Sorti il y a déjà quelques années, The Last of Us Part 2 continue de faire couler beaucoup d’encre. Si la communauté s’est largement scindée autour du sort réservé à Joel, il s’avère que la fracture était déjà palpable au cœur même du studio californien. Selon de récentes déclarations d’une ancienne artiste de Naughty Dog, la direction prise pour le protagoniste a provoqué de vifs débats en interne, bien avant que les joueurs ne posent les mains sur cette exclusivité PlayStation.
Une scission au sein des équipes de développement
C’est au micro du podcast KIWI TALKZ que Heather Cerlana, ancienne membre de la direction artistique chez Naughty Dog, a levé le voile sur les coulisses complexes de la production.

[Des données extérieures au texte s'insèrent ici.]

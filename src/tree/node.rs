//! Узел дерева и его построитель.
//!
//! Узел после сборки не изменяется: декодер сначала полностью собирает
//! потомков через [`NodeBuilder`], и только затем вызывает `build()` и
//! прикрепляет готовый узел к родителю. Частично собранный узел никогда не
//! покидает декодер, даже на пути ошибки.

use super::Property;

/// Именованная запись: упорядоченные свойства и упорядоченные потомки.
#[derive(Debug, Clone, Default, PartialEq)]
pub struct Node {
    name: String,
    properties: Vec<Property>,
    children: Vec<Node>,
}

/// Построитель узла (append-then-freeze).
#[derive(Debug, Clone, Default)]
pub struct NodeBuilder {
    name: String,
    properties: Vec<Property>,
    children: Vec<Node>,
}

impl Node {
    /// Начинает сборку узла с заданным именем.
    pub fn builder(name: impl Into<String>) -> NodeBuilder {
        NodeBuilder::new(name)
    }

    /// Неявный корень документа: без имени и свойств.
    pub fn root(children: Vec<Node>) -> Self {
        Self {
            name: String::new(),
            properties: Vec::new(),
            children,
        }
    }

    pub fn name(&self) -> &str {
        &self.name
    }

    pub fn properties(&self) -> &[Property] {
        &self.properties
    }

    pub fn children(&self) -> &[Node] {
        &self.children
    }

    /// Первый потомок с указанным именем.
    pub fn child(
        &self,
        name: &str,
    ) -> Option<&Node> {
        self.children.iter().find(|c| c.name == name)
    }

    /// Все потомки с указанным именем, в порядке следования.
    pub fn children_named<'a>(
        &'a self,
        name: &'a str,
    ) -> impl Iterator<Item = &'a Node> + 'a {
        self.children.iter().filter(move |c| c.name == name)
    }

    /// Разбирает узел на составные части.
    pub fn into_parts(self) -> (String, Vec<Property>, Vec<Node>) {
        (self.name, self.properties, self.children)
    }

    /// Узел выглядит как неявный корень: пустое имя и нет свойств.
    pub fn is_implicit_root(&self) -> bool {
        self.name.is_empty() && self.properties.is_empty()
    }

    /// Схлопывает лишний уровень обёртки.
    ///
    /// Если корень без имени и свойств содержит ровно одного потомка,
    /// возвращается этот потомок; иначе узел возвращается без изменений.
    pub fn collapse_root(self) -> Node {
        if self.is_implicit_root() && self.children.len() == 1 {
            let mut children = self.children;
            children.remove(0)
        } else {
            self
        }
    }

    /// Кол-во узлов в поддереве, включая сам узел.
    pub fn node_count(&self) -> usize {
        1 + self.children.iter().map(Node::node_count).sum::<usize>()
    }

    /// Глубина поддерева (лист имеет глубину 1).
    pub fn max_depth(&self) -> usize {
        1 + self.children.iter().map(Node::max_depth).max().unwrap_or(0)
    }
}

impl NodeBuilder {
    pub fn new(name: impl Into<String>) -> Self {
        Self {
            name: name.into(),
            properties: Vec::new(),
            children: Vec::new(),
        }
    }

    /// Добавляет свойство (builder-style).
    pub fn property(
        mut self,
        value: impl Into<Property>,
    ) -> Self {
        self.properties.push(value.into());
        self
    }

    /// Добавляет готового потомка (builder-style).
    pub fn child(
        mut self,
        node: Node,
    ) -> Self {
        self.children.push(node);
        self
    }

    /// Добавляет несколько потомков подряд.
    pub fn children(
        mut self,
        nodes: impl IntoIterator<Item = Node>,
    ) -> Self {
        self.children.extend(nodes);
        self
    }

    pub fn push_property(
        &mut self,
        value: Property,
    ) {
        self.properties.push(value);
    }

    pub fn push_child(
        &mut self,
        node: Node,
    ) {
        self.children.push(node);
    }

    pub fn name(&self) -> &str {
        &self.name
    }

    /// Завершает сборку. После этого узел только читается.
    pub fn build(self) -> Node {
        Node {
            name: self.name,
            properties: self.properties,
            children: self.children,
        }
    }
}

#[cfg(test)]
mod tests {
    use super::*;

    fn sample() -> Node {
        Node::builder("Objects")
            .child(
                Node::builder("Model")
                    .property(42i64)
                    .property("Cube\x00\x01Model")
                    .build(),
            )
            .child(Node::builder("Geometry").property(vec![0.0f64, 1.0]).build())
            .child(Node::builder("Model").property(43i64).build())
            .build()
    }

    #[test]
    fn test_accessors() {
        let node = sample();
        assert_eq!(node.name(), "Objects");
        assert!(node.properties().is_empty());
        assert_eq!(node.children().len(), 3);
        assert_eq!(
            node.child("Geometry").unwrap().properties()[0],
            Property::F64Array(vec![0.0, 1.0])
        );
        assert!(node.child("Material").is_none());
        assert_eq!(node.children_named("Model").count(), 2);
    }

    #[test]
    fn test_counts() {
        let node = sample();
        assert_eq!(node.node_count(), 4);
        assert_eq!(node.max_depth(), 2);
        assert_eq!(Node::default().max_depth(), 1);
    }

    /// Тест проверяет схлопывание корня с единственным потомком.
    #[test]
    fn test_collapse_single_child_root() {
        let inner = sample();
        let root = Node::root(vec![inner.clone()]);
        assert_eq!(root.collapse_root(), inner);
    }

    /// Тест проверяет, что корень с несколькими потомками не схлопывается.
    #[test]
    fn test_collapse_keeps_multi_child_root() {
        let root = Node::root(vec![sample(), Node::builder("Takes").build()]);
        let collapsed = root.clone().collapse_root();
        assert_eq!(collapsed, root);
    }

    #[test]
    fn test_collapse_keeps_named_node() {
        let node = Node::builder("Wrapper").child(sample()).build();
        assert_eq!(node.clone().collapse_root(), node);
    }

    #[test]
    fn test_builder_push() {
        let mut b = NodeBuilder::new("");
        assert_eq!(b.name(), "");
        b.push_property(Property::I32(1));
        b.push_child(Node::default());
        let node = b.build();
        let (name, props, children) = node.into_parts();
        assert!(name.is_empty());
        assert_eq!(props, vec![Property::I32(1)]);
        assert_eq!(children, vec![Node::default()]);
    }

    #[test]
    fn test_builder_children_keeps_order() {
        let node = Node::builder("Objects")
            .child(Node::builder("A").build())
            .children(vec![Node::builder("B").build(), Node::builder("C").build()])
            .build();
        let names: Vec<&str> = node.children().iter().map(Node::name).collect();
        assert_eq!(names, ["A", "B", "C"]);
    }
}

Interrogée sur l’anticipation de la gronde des fans, sa réponse dresse le portrait d’un studio en plein doute. Une grande partie des développeurs peinait à accepter la direction narrative choisie pour ce personnage central, perçu par tous comme le véritable pilier émotionnel du premier opus. Cerlana confirme que ce désaccord n’était pas l’affaire de quelques voix isolées, mais bien une réelle division au sein des équipes. Cette scission interne résonne d’ailleurs comme un écho troublant à la réception publique de l’œuvre, où l’audace de l’écriture a été autant encensée que critiquée.
L’audace narrative comme héritage indélébile

Malgré ces tensions créatives, l’ancienne artiste reconnaît la puissance de cette prise de risque. Écarter une figure aussi emblématique relève du pari audacieux, mais cela confère à l’aventure de ce second volet une empreinte que l’on ne peut effacer. D’après elle, si l’on doit retenir un aspect positif de cette décision difficile, c’est l’assurance d’avoir livré une histoire profondément mémorable. Naughty Dog a fait le choix de la rupture pour marquer les esprits, une approche qui s’inscrit finalement dans l’ADN des grands studios désireux de bousculer les conventions de la narration vidéoludique.

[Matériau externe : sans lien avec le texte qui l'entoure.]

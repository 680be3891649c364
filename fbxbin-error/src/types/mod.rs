pub mod fbx_error;

pub use fbx_error::*;

use crate::{ErrorExt, StatusCode};

/// Универсальная ошибка с кодом и сообщением.
#[derive(Debug, Clone)]
pub struct GenericError {
    code: StatusCode,
    message: String,
}

impl GenericError {
    pub fn new(
        code: StatusCode,
        message: impl Into<String>,
    ) -> Self {
        Self {
            code,
            message: message.into(),
        }
    }
}

impl std::fmt::Display for GenericError {
    fn fmt(
        &self,
        f: &mut std::fmt::Formatter<'_>,
    ) -> std::fmt::Result {
        write!(f, "{}", self.message)
    }
}

impl std::error::Error for GenericError {}

impl ErrorExt for GenericError {
    fn status_code(&self) -> StatusCode {
        self.code
    }

    fn as_any(&self) -> &dyn std::any::Any {
        self
    }
}

/// Конвертация из std::io::Error (открытие файлов, запись результатов CLI).
impl From<std::io::Error> for crate::StackError {
    fn from(err: std::io::Error) -> Self {
        let code = match err.kind() {
            std::io::ErrorKind::NotFound => StatusCode::NotFound,
            std::io::ErrorKind::PermissionDenied => StatusCode::PermissionDenied,
            std::io::ErrorKind::UnexpectedEof => StatusCode::UnexpectedEof,
            _ => StatusCode::Io,
        };

        crate::StackError::new(GenericError::new(code, err.to_string()))
    }
}

////////////////////////////////////////////////////////////////////////////////
// Тесты
////////////////////////////////////////////////////////////////////////////////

Un départ guidé par des convictions personnelles

Au-delà de ces révélations sur la trame scénaristique, Heather Cerlana a également clarifié les raisons de son départ du studio aux chiens malicieux. Loin d’être une fuite face à la pression de ces désaccords, sa démission était le fruit d’une décision mûrement réfléchie avec son conjoint, motivée par une volonté de retourner vivre sur la côte Est américaine. Soucieuse de laisser sa trace sur un projet de cette envergure, elle a tout de même tenu à prolonger son contrat jusqu’à l’achèvement de la vertical slice (la portion jouable servant de mètre étalon pour la qualité finale du titre). Ce maintien à son poste lui a notamment permis de participer activement aux discussions autour des thématiques intégrées au jeu, soulignant son implication dans la dimension inclusive de la production.
En fin de compte, ces confidences illustrent parfaitement la complexité de concevoir un titre narratif à gros budget. The Last of Us Part 2 n’était pas seulement une épreuve émotionnelle pour les joueurs, mais aussi un véritable test de cohésion pour les créateurs eux-mêmes.